Solicitors welcome announcement of Epilim inquiry
Solicitors have welcomed the announcement of an inquiry into the historical licensing and use of the anti-epileptic drug sodium valproate (Epilim) in Ireland.
Health Minister Stephen Donnelly announced the inquiry yesterday following a meeting with representatives from Epilepsy Ireland and the Organisation for Anti-Convulsant Syndrome (OACS) Ireland.
Ciara McPhillips, partner at specialist litigation firm Michael Boylan LLP, told Irish Legal News that the announcement would be welcomed by the families of around 1,200 children in Ireland who were affected by in utero exposure to Epilim.
Michael Boylan LLP has represented around a dozen people who were affected by in utero exposure to Epilim at a time when medical experts were already aware of the risk of birth defects and developmental disorders.
Ms McPhillips said an earlier inquiry in the UK had indicated that doctors should have known about the risks by the early 2000s and should have allowed mothers to make an informed choice about taking the medication.
“I know from our clients that the severity of some of those injuries are utterly life-changing, not only for the child but for the whole family. We have families where all three children have very severe developmental delays and difficulties,” she said.

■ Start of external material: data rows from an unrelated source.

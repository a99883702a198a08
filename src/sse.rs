/// file: src/sse.rs
/// description: incremental line decoder for text/event-stream bodies

const DATA_PREFIX: &str = "data: ";

/// Longest line kept; anything longer is dropped as malformed.
pub const MAX_LINE_BYTES: usize = 64 * 1024;

/// Buffers raw body chunks and yields complete lines.
///
/// Chunks may split lines (or multi-byte characters) anywhere; only bytes up
/// to the last newline are decoded. Lines over the length cap are discarded
/// and tallied in [`LineDecoder::take_oversized`].
#[derive(Debug)]
pub struct LineDecoder {
    buffer: Vec<u8>,
    // prefix of `buffer` already known to hold no newline
    scanned: usize,
    max_line: usize,
    // inside an oversized line; bytes are skipped until the next newline
    discarding: bool,
    oversized: usize,
}

impl Default for LineDecoder {
    fn default() -> Self {
        Self::with_max_line(MAX_LINE_BYTES)
    }
}

impl LineDecoder {
    pub fn new() -> Self {
        Self::default()
    }

    pub fn with_max_line(max_line: usize) -> Self {
        Self {
            buffer: Vec::new(),
            scanned: 0,
            max_line,
            discarding: false,
            oversized: 0,
        }
    }

    pub fn push(&mut self, chunk: &[u8]) -> Vec<String> {
        let mut lines = Vec::new();
        let mut chunk = chunk;

        if self.discarding {
            match chunk.iter().position(|b| *b == b'\n') {
                Some(idx) => {
                    self.discarding = false;
                    chunk = &chunk[idx + 1..];
                }
                None => return lines,
            }
        }
        self.buffer.extend_from_slice(chunk);

        let mut start = 0;
        let mut search_from = self.scanned;
        while let Some(offset) = self.buffer[search_from..].iter().position(|b| *b == b'\n') {
            let end = search_from + offset;
            let mut line = &self.buffer[start..end];
            if line.last() == Some(&b'\r') {
                line = &line[..line.len() - 1];
            }
            if line.len() > self.max_line {
                self.oversized += 1;
            } else {
                lines.push(String::from_utf8_lossy(line).into_owned());
            }
            start = end + 1;
            search_from = start;
        }

        self.buffer.drain(..start);
        self.scanned = self.buffer.len();
        if self.buffer.len() > self.max_line {
            self.buffer.clear();
            self.scanned = 0;
            self.discarding = true;
            self.oversized += 1;
        }
        lines
    }

    /// Number of lines dropped for length since the last call.
    pub fn take_oversized(&mut self) -> usize {
        std::mem::take(&mut self.oversized)
    }

    /// Whatever is left once the body ends without a trailing newline.
    pub fn finish(&mut self) -> Option<String> {
        self.scanned = 0;
        if std::mem::take(&mut self.discarding) || self.buffer.is_empty() {
            self.buffer.clear();
            return None;
        }
        let rest = std::mem::take(&mut self.buffer);
        let line = String::from_utf8_lossy(&rest)
            .trim_end_matches('\r')
            .to_string();
        (!line.trim().is_empty()).then_some(line)
    }
}

/// Payload of a `data: ` line, `None` for comments, event names and blanks.
pub fn data_payload(line: &str) -> Option<&str> {
    line.strip_prefix(DATA_PREFIX)
}
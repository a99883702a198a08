use clap::{Parser, Subcommand};

#[derive(Parser, Debug)]
#[command(
    name = "clubs-notify",
    about = "real-time club notifications: server stream listener and membership actions",
    version
)]
pub struct Args {
    #[command(subcommand)]
    pub command: Option<Command>,

    /// Backend base URL; the stream lives under /clubs/notifications/stream
    #[arg(short, long, env = "CLUBS_API_BASE_URL", default_value = "http://localhost:8000")]
    pub base_url: String,

    /// Bearer access token (falls back to the variable named by --token-env)
    #[arg(long)]
    pub token: Option<String>,

    /// Environment variable read for the access token on every connect
    #[arg(long, default_value = "CLUBS_ACCESS_TOKEN")]
    pub token_env: String,

    /// Id of the logged-in user, used to filter personal notifications
    #[arg(long, env = "CLUBS_USER_ID")]
    pub user_id: Option<i64>,

    /// Display name of the logged-in user, used for local join events
    #[arg(long, env = "CLUBS_USER_NAME")]
    pub user_name: Option<String>,

    /// Log level (trace, debug, info, warn, error)
    #[arg(long, default_value = "info")]
    pub log_level: String,

    /// Output logs in JSON format
    #[arg(long)]
    pub json_logs: bool,

    /// Enable metrics server
    #[arg(long)]
    pub metrics: bool,

    /// Metrics server port
    #[arg(long, default_value = "9090")]
    pub metrics_port: u16,

    /// Timeout for opening the stream, in seconds
    #[arg(long, default_value = "10")]
    pub timeout: u64,

    /// Base reconnection delay in milliseconds, doubled on every attempt
    #[arg(long, default_value = "1000")]
    pub reconnect_delay_ms: u64,

    /// Maximum reconnection attempts per backoff episode
    #[arg(long, default_value = "5")]
    pub max_reconnects: u32,

    /// Random spread applied to each reconnection delay (0.0 - 1.0)
    #[arg(long, default_value = "0.0")]
    pub reconnect_jitter: f64,

    /// Output format: text, json, minimal
    #[arg(long, default_value = "text")]
    pub format: String,

    /// Disable colored output (useful for piping to files)
    #[arg(long)]
    pub no_color: bool,

    /// Quiet mode - only toasts and errors
    #[arg(long)]
    pub quiet: bool,
}

#[derive(Subcommand, Debug, Clone, PartialEq, Eq)]
pub enum Command {
    /// Listen to the notification stream until Ctrl+C (default)
    Listen,
    /// Join a club
    Join { club_id: i64 },
    /// Leave a club, or remove another member as admin
    Leave {
        club_id: i64,
        #[arg(long)]
        user_id: Option<i64>,
    },
    /// Accept a pending join request
    Accept { club_id: i64, request_id: i64 },
}
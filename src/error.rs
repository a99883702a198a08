use thiserror::Error;

/// Failures of the notification stream.
///
/// Only some of these are worth retrying: see [`StreamError::is_retryable`].
#[derive(Error, Debug, Clone, PartialEq, Eq)]
pub enum StreamError {
    #[error("No access token available for the notification stream")]
    AuthUnavailable,

    #[error("Authentication failed: {status}")]
    AuthRejected { status: u16 },

    #[error("Unexpected HTTP status: {status}")]
    Http { status: u16 },

    #[error("Stream transport error: {0}")]
    Transport(String),

    #[error("Connection timeout")]
    Timeout,

    #[error("Connection closed unexpectedly")]
    ConnectionClosed,

    #[error("Maximum reconnection attempts ({attempts}) exceeded")]
    MaxReconnectsExceeded { attempts: u32 },
}

impl StreamError {
    /// Auth problems are configuration problems, not network faults.
    pub fn is_retryable(&self) -> bool {
        matches!(
            self,
            StreamError::Http { .. }
                | StreamError::Transport(_)
                | StreamError::Timeout
                | StreamError::ConnectionClosed
        )
    }

    pub fn is_auth(&self) -> bool {
        matches!(
            self,
            StreamError::AuthUnavailable | StreamError::AuthRejected { .. }
        )
    }
}

impl From<reqwest::Error> for StreamError {
    fn from(e: reqwest::Error) -> Self {
        if e.is_timeout() {
            StreamError::Timeout
        } else {
            StreamError::Transport(e.to_string())
        }
    }
}

/// Failures of the membership REST calls.
#[derive(Error, Debug)]
pub enum ClubsError {
    #[error("HTTP request error: {0}")]
    Request(#[from] reqwest::Error),

    #[error("URL parsing error: {0}")]
    UrlError(#[from] url::ParseError),

    #[error("Not authenticated")]
    Unauthorized,

    #[error("{message}")]
    Api { status: u16, message: String },
}
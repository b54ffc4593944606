use std::{fmt, time::Duration};

use bytes::{Buf, Bytes};
use chrono::{DateTime, TimeZone, Utc};

use super::CodecError;
use crate::constants::{NSQ_MESSAGE_HEADER_SIZE, NSQ_MESSAGE_ID_SIZE};

const FRAME_TYPE_RESPONSE: u32 = 0;
const FRAME_TYPE_ERROR: u32 = 1;
const FRAME_TYPE_MESSAGE: u32 = 2;

/// Response body nsqd sends periodically, which must be answered with a
/// [Command::Nop].
pub const HEARTBEAT: &[u8] = b"_heartbeat_";
pub const OK: &[u8] = b"OK";
/// Acknowledgement of a [Command::Cls].
pub const CLOSE_WAIT: &[u8] = b"CLOSE_WAIT";

/// nsqd's identifier for a delivered message, echoed back in `FIN` and
/// `REQ`.
#[derive(Debug, Clone, Copy, PartialEq, Eq, Hash)]
pub struct MessageId(pub [u8; NSQ_MESSAGE_ID_SIZE]);

impl fmt::Display for MessageId {
    fn fmt(&self, f: &mut fmt::Formatter<'_>) -> fmt::Result {
        f.write_str(&String::from_utf8_lossy(&self.0))
    }
}

/// A message delivered to a subscription.
#[derive(Debug, Clone, PartialEq, Eq)]
pub struct NsqMessage {
    pub id: MessageId,
    /// How many times nsqd has delivered this message, including this one.
    pub attempts: u16,
    /// When the message was published, according to nsqd.
    pub timestamp: DateTime<Utc>,
    pub body: Bytes,
}

#[derive(Debug, Clone, PartialEq, Eq)]
pub enum Frame {
    Response(Bytes),
    Error(Bytes),
    Message(NsqMessage),
}

impl Frame {
    pub(super) fn parse(frame_type: u32, mut data: Bytes) -> Result<Self, CodecError> {
        match frame_type {
            FRAME_TYPE_RESPONSE => Ok(Frame::Response(data)),
            FRAME_TYPE_ERROR => Ok(Frame::Error(data)),
            FRAME_TYPE_MESSAGE => {
                if data.len() < NSQ_MESSAGE_HEADER_SIZE {
                    return Err(CodecError::TruncatedMessage(data.len()));
                }
                let timestamp = Utc.timestamp_nanos(data.get_i64());
                let attempts = data.get_u16();
                let mut id = [0u8; NSQ_MESSAGE_ID_SIZE];
                data.copy_to_slice(&mut id);
                Ok(Frame::Message(NsqMessage {
                    id: MessageId(id),
                    attempts,
                    timestamp,
                    body: data,
                }))
            }
            other => Err(CodecError::UnknownFrameType(other)),
        }
    }

    pub fn is_heartbeat(&self) -> bool {
        matches!(self, Frame::Response(data) if data.as_ref() == HEARTBEAT)
    }
}

/// Everything a client sends after the protocol magic.
#[derive(Debug, Clone, PartialEq, Eq)]
pub enum Command {
    /// Publish a single message to a topic.
    Pub { topic: String, body: Bytes },
    /// Subscribe this connection to a topic's channel.
    Sub { topic: String, channel: String },
    /// Allow nsqd to have this many messages in flight to us.
    Rdy(usize),
    /// Finish (acknowledge) a message.
    Fin(MessageId),
    /// Requeue a message, to be redelivered after the timeout.
    Req(MessageId, Duration),
    /// Answer to a heartbeat.
    Nop,
    /// Clean close: nsqd stops sending messages and replies `CLOSE_WAIT`.
    Cls,
}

“There seems to be an awful lot of guilt amongst mothers which is totally misplaced and I hope the inquiry will vindicate that.”
She added: “It’s important that the inquiry doesn’t simply reach a conclusion that mistakes were made and that’s the end of it. I hope there will be recommendations about how these mistakes won’t be repeated and that it leads to an awakening of the necessity of informed consent and ensuring patients have all of the information they need to make informed decisions.
“Specifically, in relation to Epilim cases, I hope the inquiry will suggest or propose some mechanism and means by which these families can receive all of the supports they need, without taking their queue in the general HSE lists where resources are limited and people are waiting a long time for interventions. Given the severity of the symptoms and challenges faced by our clients, the sooner they get an intervention the better.”
This, she hopes, would mean that not all families would have to “go down the route of individual legal proceedings in an adversarial fashion”.
In a statement yesterday, the health minister said: “Parents and children impacted by sodium valproate have been fighting for many years for an inquiry into the licensing and use of this drug. I have asked officials in my department to begin work on this as a priority, and have emphasised the need for a fair and fast inquiry.
“Inquiries on this drug have already taken place in other countries, including in France and in the UK, and so we can draw on those learnings, but I also want to ensure that the voices of Irish families and their experiences are listened to and reflected on throughout this inquiry.”
The Department of Health said Mr Donnelly has asked officials to examine different options for the structure of the inquiry, but favours “a streamlined process that builds on existing knowledge and findings from other jurisdictions, will produce a speedy report and be low cost”.